[What to produce] Start at the top of the records below and copy them exactly to the end.

----- Supplied records

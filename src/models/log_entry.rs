//! Live-log record types

use std::fmt;

use serde::{Deserialize, Deserializer, Serialize};

/// 单条短链访问记录
///
/// 字段名与 live-log 接口的 JSON 保持一致（camelCase）。
/// 缺失或为 null 的字段使用默认值，渲染层负责显示占位符。
#[derive(Debug, Clone, PartialEq, Eq, Default, Serialize, Deserialize)]
#[serde(rename_all = "camelCase", default)]
pub struct LogEntry {
    /// 跳转目标 URL
    #[serde(deserialize_with = "null_as_default")]
    pub target: String,
    /// 短链标识
    #[serde(deserialize_with = "null_as_default")]
    pub slug: String,
    /// 客户端 IP
    #[serde(deserialize_with = "null_as_default")]
    pub ip: String,
    /// 累计点击次数
    #[serde(deserialize_with = "null_as_default")]
    pub click: u64,
    pub city: Option<String>,
    pub country: Option<String>,
    #[serde(deserialize_with = "null_as_default")]
    pub updated_at: String,
    #[serde(deserialize_with = "null_as_default")]
    pub created_at: String,
    /// 最近一次合并中新增或更新，仅用于展示，不参与身份判定
    #[serde(skip)]
    pub is_new: bool,
}

impl LogEntry {
    /// 身份键：同一客户端访问同一短链只保留一行
    pub fn key(&self) -> LogKey {
        LogKey::new(&self.ip, &self.slug)
    }
}

/// Identity of a row across updates: the `(ip, slug)` pair.
#[derive(Debug, Clone, PartialEq, Eq, Hash, PartialOrd, Ord)]
pub struct LogKey {
    pub ip: String,
    pub slug: String,
}

impl LogKey {
    pub fn new(ip: impl Into<String>, slug: impl Into<String>) -> Self {
        Self {
            ip: ip.into(),
            slug: slug.into(),
        }
    }
}

impl fmt::Display for LogKey {
    fn fmt(&self, f: &mut fmt::Formatter<'_>) -> fmt::Result {
        write!(f, "{}-{}", self.ip, self.slug)
    }
}

fn null_as_default<'de, D, T>(deserializer: D) -> Result<T, D::Error>
where
    D: Deserializer<'de>,
    T: Default + Deserialize<'de>,
{
    Ok(Option::<T>::deserialize(deserializer)?.unwrap_or_default())
}
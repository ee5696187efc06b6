//! Generate config command

use std::io::{self, BufRead, Write};
use std::path::Path;

use colored::Colorize;

use crate::config::StaticConfig;
use crate::interfaces::cli::CliError;

/// 默认示例配置输出路径
pub const DEFAULT_SAMPLE_PATH: &str = "livelog.example.toml";

/// Generate example configuration file
pub async fn config_generate(output_path: Option<String>, force: bool) -> Result<(), CliError> {
    let path = output_path.unwrap_or_else(|| DEFAULT_SAMPLE_PATH.to_string());

    // 文件已存在且未指定 --force 时交互确认
    if !force && Path::new(&path).exists() && !confirm_overwrite(&path)? {
        println!("{}", "Aborted.".red());
        return Ok(());
    }

    println!(
        "{} {}",
        "Generating configuration file...".yellow(),
        path.blue()
    );

    match StaticConfig::default().save_to_file(&path) {
        Ok(()) => {
            println!(
                "  {} {}",
                "Configuration file generated successfully".green(),
                path.blue()
            );
            println!(
                "  {}",
                "Set source.base_url and source.cookie (or bearer_token), then run `livelog`"
                    .dimmed()
            );
            Ok(())
        }
        Err(e) => {
            println!(
                "  {} {}",
                "Failed to generate configuration file".red(),
                e.to_string().red()
            );
            Err(CliError::CommandError(format!(
                "Unable to write configuration file: {}",
                e
            )))
        }
    }
}

fn confirm_overwrite(path: &str) -> Result<bool, CliError> {
    print!(
        "{} {} {}",
        "File already exists:".yellow(),
        path.blue(),
        "Overwrite? [y/N] ".yellow()
    );
    io::stdout()
        .flush()
        .map_err(|e| CliError::CommandError(e.to_string()))?;

    let mut input = String::new();
    io::stdin()
        .lock()
        .read_line(&mut input)
        .map_err(|e| CliError::CommandError(e.to_string()))?;
    Ok(input.trim().eq_ignore_ascii_case("y"))
}

#[cfg(test)]
mod tests {
    use super::*;

    #[tokio::test]
    async fn test_generate_with_force_writes_parsable_toml() {
        let dir = tempfile::tempdir().unwrap();
        let path = dir.path().join("nested").join("livelog.toml");
        std::fs::create_dir_all(path.parent().unwrap()).unwrap();
        std::fs::write(&path, "old").unwrap();

        config_generate(Some(path.to_string_lossy().into_owned()), true)
            .await
            .unwrap();

        let written = std::fs::read_to_string(&path).unwrap();
        let parsed: StaticConfig = toml::from_str(&written).unwrap();
        assert_eq!(parsed.poll.interval_ms, 5000);
        assert_eq!(parsed.display.default_limit, 100);
    }
}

----------

[Result]
filename src/models/log_entry.rs
//! Live-log record types

use std::fmt;

use serde::{Deserialize, Deserializer, Serialize};

/// 单条短链访问记录
///
/// 字段名与 live-log 接口的 JSON 保持一致（camelCase）。
/// 缺失或为 null 的字段使用默认值，渲染层负责显示占位符。
#[derive(Debug, Clone, PartialEq, Eq, Default, Serialize, Deserialize)]
#[serde(rename_all = "camelCase", default)]
pub struct LogEntry {
    /// 跳转目标 URL
    #[serde(deserialize_with = "null_as_default")]
    pub target: String,
    /// 短链标识
    #[serde(deserialize_with = "null_as_default")]
    pub slug: String,
    /// 客户端 IP
    #[serde(deserialize_with = "null_as_default")]
    pub ip: String,
    /// 累计点击次数
    #[serde(deserialize_with = "null_as_default")]
    pub click: u64,
    pub city: Option<String>,
    pub country: Option<String>,
    #[serde(deserialize_with = "null_as_default")]
    pub updated_at: String,
    #[serde(deserialize_with = "null_as_default")]
    pub created_at: String,
    /// 最近一次合并中新增或更新，仅用于展示，不参与身份判定
    #[serde(skip)]
    pub is_new: bool,
}

impl LogEntry {
    /// 身份键：同一客户端访问同一短链只保留一行
    pub fn key(&self) -> LogKey {
        LogKey::new(&self.ip, &self.slug)
    }
}

/// Identity of a row across updates: the `(ip, slug)` pair.
#[derive(Debug, Clone, PartialEq, Eq, Hash, PartialOrd, Ord)]
pub struct LogKey {
    pub ip: String,
    pub slug: String,
}

impl LogKey {
    pub fn new(ip: impl Into<String>, slug: impl Into<String>) -> Self {
        Self {
            ip: ip.into(),
            slug: slug.into(),
        }
    }
}

impl fmt::Display for LogKey {
    fn fmt(&self, f: &mut fmt::Formatter<'_>) -> fmt::Result {
        write!(f, "{}-{}", self.ip, self.slug)
    }
}

fn null_as_default<'de, D, T>(deserializer: D) -> Result<T, D::Error>
where
    D: Deserializer<'de>,
    T: Default + Deserialize<'de>,
{
    Ok(Option::<T>::deserialize(deserializer)?.unwrap_or_default())
}
repository ee5696187efc06b6
//! Generate config command

use std::io::{self, BufRead, Write};
use std::path::Path;

use colored::Colorize;

use crate::config::StaticConfig;
use crate::interfaces::cli::CliError;

/// 默认示例配置输出路径
pub const DEFAULT_SAMPLE_PATH: &str = "livelog.example.toml";

/// Generate example configuration file
pub async fn config_generate(output_path: Option<String>, force: bool) -> Result<(), CliError> {
    let path = output_path.unwrap_or_else(|| DEFAULT_SAMPLE_PATH.to_string());

    // 文件已存在且未指定 --force 时交互确认
    if !force && Path::new(&path).exists() && !confirm_overwrite(&path)? {
        println!("{}", "Aborted.".red());
        return Ok(());
    }

    println!(
        "{} {}",
        "Generating configuration file...".yellow(),
        path.blue()
    );

    match StaticConfig::default().save_to_file(&path) {
        Ok(()) => {
            println!(
                "  {} {}",
                "Configuration file generated successfully".green(),
                path.blue()
            );
            println!(
                "  {}",
                "Set source.base_url and source.cookie (or bearer_token), then run `livelog`"
                    .dimmed()
            );
            Ok(())
        }
        Err(e) => {
            println!(
                "  {} {}",
                "Failed to generate configuration file".red(),
                e.to_string().red()
            );
            Err(CliError::CommandError(format!(
                "Unable to write configuration file: {}",
                e
            )))
        }
    }
}

fn confirm_overwrite(path: &str) -> Result<bool, CliError> {
    print!(
        "{} {} {}",
        "File already exists:".yellow(),
        path.blue(),
        "Overwrite? [y/N] ".yellow()
    );
    io::stdout()
        .flush()
        .map_err(|e| CliError::CommandError(e.to_string()))?;

    let mut input = String::new();
    io::stdin()
        .lock()
        .read_line(&mut input)
        .map_err(|e| CliError::CommandError(e.to_string()))?;
    Ok(input.trim().eq_ignore_ascii_case("y"))
}

#[cfg(test)]
mod tests {
    use super::*;

    #[tokio::test]
    async fn test_generate_with_force_writes_parsable_toml() {
        let dir = tempfile::tempdir().unwrap();
        let path = dir.path().join("nested").join("livelog.toml");
        std::fs::create_dir_all(path.parent().unwrap()).unwrap();
        std::fs::write(&path, "old").unwrap();

        config_generate(Some(path.to_string_lossy().into_owned()), true)
            .await
            .unwrap();

        let written = std::fs::read_to_string(&path).unwrap();
        let parsed: StaticConfig = toml::from_str(&written).unwrap();
        assert_eq!(parsed.poll.interval_ms, 5000);
        assert_eq!(parsed.display.default_limit, 100);
    }
}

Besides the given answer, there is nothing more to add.